··· Exercise data

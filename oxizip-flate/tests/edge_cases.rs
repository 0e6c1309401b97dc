//! Edge case tests for the inflate and deflate drivers.

use oxizip_core::{ErrorKind, OxiZipError, compress_bound};
use oxizip_flate::{deflate, deflate_to_vec, inflate, inflate_to_vec};

fn roundtrip(input: &[u8]) -> Vec<u8> {
    let compressed = deflate_to_vec(input).unwrap();
    inflate_to_vec(&compressed, input.len()).unwrap()
}

#[test]
fn test_empty_input() {
    let mut compressed = [0u8; 32];
    let len = deflate(&mut compressed, b"").unwrap();
    // header and checksum at least
    assert!(len >= 6);

    let mut out = [0u8; 0];
    inflate(&mut out, &compressed[..len]).unwrap();
}

#[test]
fn test_empty_stream_with_nonzero_capacity() {
    let compressed = deflate_to_vec(b"").unwrap();
    let mut out = [0u8; 1];
    let err = inflate(&mut out, &compressed).unwrap_err();
    assert!(matches!(
        err,
        OxiZipError::UnexpectedEndOfStream {
            expected: 1,
            produced: 0
        }
    ));
}

#[test]
fn test_single_byte() {
    assert_eq!(roundtrip(b"A"), b"A");
}

#[test]
fn test_all_zeros() {
    let input = vec![0u8; 1000];
    let compressed = deflate_to_vec(&input).unwrap();
    assert_eq!(inflate_to_vec(&compressed, input.len()).unwrap(), input);
    // All zeros should compress very well
    assert!(compressed.len() < input.len() / 10);
}

#[test]
fn test_alternating_pattern() {
    let input: Vec<u8> = (0..1000)
        .map(|i| if i % 2 == 0 { b'A' } else { b'B' })
        .collect();
    assert_eq!(roundtrip(&input), input);
}

#[test]
fn test_large_input() {
    let mut input = Vec::with_capacity(1024 * 1024);
    let pattern = b"The quick brown fox jumps over the lazy dog. ";
    while input.len() < 1024 * 1024 {
        input.extend_from_slice(pattern);
    }
    input.truncate(1024 * 1024);

    let decompressed = roundtrip(&input);
    assert_eq!(decompressed.len(), 1024 * 1024);
    assert_eq!(decompressed, input);
}

#[test]
fn test_incompressible_fits_bound() {
    // LCG noise
    let mut state = 0x1234_5678u32;
    let input: Vec<u8> = (0..100_000)
        .map(|_| {
            state = state.wrapping_mul(1_103_515_245).wrapping_add(12345);
            (state >> 16) as u8
        })
        .collect();

    let mut out = vec![0u8; compress_bound(input.len())];
    let len = deflate(&mut out, &input).unwrap();
    assert!(len <= compress_bound(input.len()));
    assert_eq!(inflate_to_vec(&out[..len], input.len()).unwrap(), input);
}

#[test]
fn test_long_distance_match() {
    let mut input = vec![0u8; 32768];
    let pattern = b"PATTERN_TO_MATCH";
    input[0..pattern.len()].copy_from_slice(pattern);
    input[32768 - pattern.len()..32768].copy_from_slice(pattern);
    assert_eq!(roundtrip(&input), input);
}

#[test]
fn test_capacity_larger_than_content() {
    let input = b"exact size matters";
    let compressed = deflate_to_vec(input).unwrap();
    let mut out = vec![0u8; input.len() + 1];
    let err = inflate(&mut out, &compressed).unwrap_err();
    assert_eq!(err.kind(), ErrorKind::UnexpectedEndOfStream);
    assert!(err.to_string().contains("Unexpected end of stream"));
}

fn assert_output_full(input: &[u8], capacity: usize) {
    let compressed = deflate_to_vec(input).unwrap();
    let mut out = vec![0u8; capacity];
    let err = inflate(&mut out, &compressed).unwrap_err();
    assert_eq!(err.kind(), ErrorKind::Internal, "capacity {capacity}: {err}");
    assert!(
        err.to_string().contains("output buffer full"),
        "capacity {capacity}: {err}"
    );
}

#[test]
fn test_capacity_smaller_than_content() {
    // one byte short: the engine has usually taken all input by then
    for n in [100, 5000, 100_000] {
        assert_output_full(&vec![b'z'; n], n - 1);
    }
}

#[test]
fn test_capacity_half_of_random_content() {
    let mut seed = 12345u32;
    let input: Vec<u8> = (0..100_000)
        .map(|_| {
            seed = seed.wrapping_mul(1103515245).wrapping_add(12345);
            (seed >> 16) as u8
        })
        .collect();
    assert_output_full(&input, 50_000);
}

#[test]
fn test_corrupted_header() {
    let mut compressed = deflate_to_vec(b"some text to compress").unwrap();
    compressed[0] = 0x00;
    let mut out = [0u8; 21];
    let err = inflate(&mut out, &compressed).unwrap_err();
    assert_eq!(err.kind(), ErrorKind::CorruptedData);
}

#[test]
fn test_corrupted_checksum() {
    let input = b"The quick brown fox jumps over the lazy dog";
    let mut compressed = deflate_to_vec(input).unwrap();
    let last = compressed.len() - 1;
    compressed[last] ^= 0x01;
    let mut out = vec![0u8; input.len()];
    let err = inflate(&mut out, &compressed).unwrap_err();
    assert_eq!(err.kind(), ErrorKind::CorruptedData);
}

fn adler32(data: &[u8]) -> u32 {
    let (mut a, mut b) = (1u32, 0u32);
    for &byte in data {
        a = (a + u32::from(byte)) % 65521;
        b = (b + a) % 65521;
    }
    (b << 16) | a
}

/// A zlib stream holding `data` in one stored block.
fn stored_stream(data: &[u8]) -> Vec<u8> {
    let len = u16::try_from(data.len()).unwrap();
    let mut stream = vec![0x78, 0x01, 0x01];
    stream.extend_from_slice(&len.to_le_bytes());
    stream.extend_from_slice(&(!len).to_le_bytes());
    stream.extend_from_slice(data);
    stream.extend_from_slice(&adler32(data).to_be_bytes());
    stream
}

#[test]
fn test_flipped_bits_in_body() {
    let input: Vec<u8> = b"Lorem ipsum dolor sit amet, consectetur adipiscing elit. "
        .iter()
        .copied()
        .cycle()
        .take(4000)
        .collect();
    let stream = stored_stream(&input);
    assert_eq!(inflate_to_vec(&stream, input.len()).unwrap(), input);

    // payload starts after the 2-byte header and 5-byte block header
    for pos in [7, stream.len() / 2, stream.len() - 5] {
        for bit in [0x01u8, 0x10, 0x80] {
            let mut corrupt = stream.clone();
            corrupt[pos] ^= bit;
            let mut out = vec![0u8; input.len()];
            let err = inflate(&mut out, &corrupt).unwrap_err();
            assert_eq!(
                err.kind(),
                ErrorKind::CorruptedData,
                "byte {pos} bit {bit:#04x}: {err}"
            );
        }
    }
}

#[test]
fn test_stored_block_length_mismatch() {
    let input = b"stored block payload";
    let mut stream = stored_stream(input);
    // NLEN no longer complements LEN
    stream[5] ^= 0x01;
    let mut out = vec![0u8; input.len()];
    let err = inflate(&mut out, &stream).unwrap_err();
    assert_eq!(err.kind(), ErrorKind::CorruptedData);
}

#[test]
fn test_reserved_block_type() {
    let input = b"The quick brown fox jumps over the lazy dog";
    let mut compressed = deflate_to_vec(input).unwrap();
    // BTYPE bits of the first block header set to the reserved value 11
    compressed[2] |= 0x06;
    let mut out = vec![0u8; input.len()];
    let err = inflate(&mut out, &compressed).unwrap_err();
    assert_eq!(err.kind(), ErrorKind::CorruptedData);
}

#[test]
fn test_undersized_deflate_output() {
    let input = vec![b'a'; 64 * 1024];
    let mut out = [0u8; 1];
    let err = deflate(&mut out, &input).unwrap_err();
    assert_eq!(err.kind(), ErrorKind::BufferTooSmall);
    assert!(err.to_string().contains("Buffer too small"));
}

#[test]
fn test_deflate_output_exactly_fits() {
    let input = b"hello hello hello hello";
    let compressed = deflate_to_vec(input).unwrap();

    let mut exact = vec![0u8; compressed.len()];
    assert_eq!(deflate(&mut exact, input).unwrap(), compressed.len());
    assert_eq!(exact, compressed);

    let mut short = vec![0u8; compressed.len() - 1];
    let err = deflate(&mut short, input).unwrap_err();
    assert_eq!(err.kind(), ErrorKind::BufferTooSmall);
}

#[test]
fn test_trailing_input_ignored() {
    let input = b"payload";
    let mut compressed = deflate_to_vec(input).unwrap();
    compressed.extend_from_slice(b"trailing garbage");
    assert_eq!(inflate_to_vec(&compressed, input.len()).unwrap(), input);
}

#[test]
fn test_concurrent_calls() {
    let handles: Vec<_> = (0..8u8)
        .map(|n| {
            std::thread::spawn(move || {
                let input: Vec<u8> = (0..20_000u32).map(|i| (i % 251) as u8 ^ n).collect();
                for _ in 0..10 {
                    assert_eq!(roundtrip(&input), input);
                }
            })
        })
        .collect();

    for handle in handles {
        handle.join().unwrap();
    }
}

······

◆ Assignment ◆
Taking every line of the records above into account, tally those that contain "UnexpectedEndOfStream" and give only the total.

◆ The answer ◆
2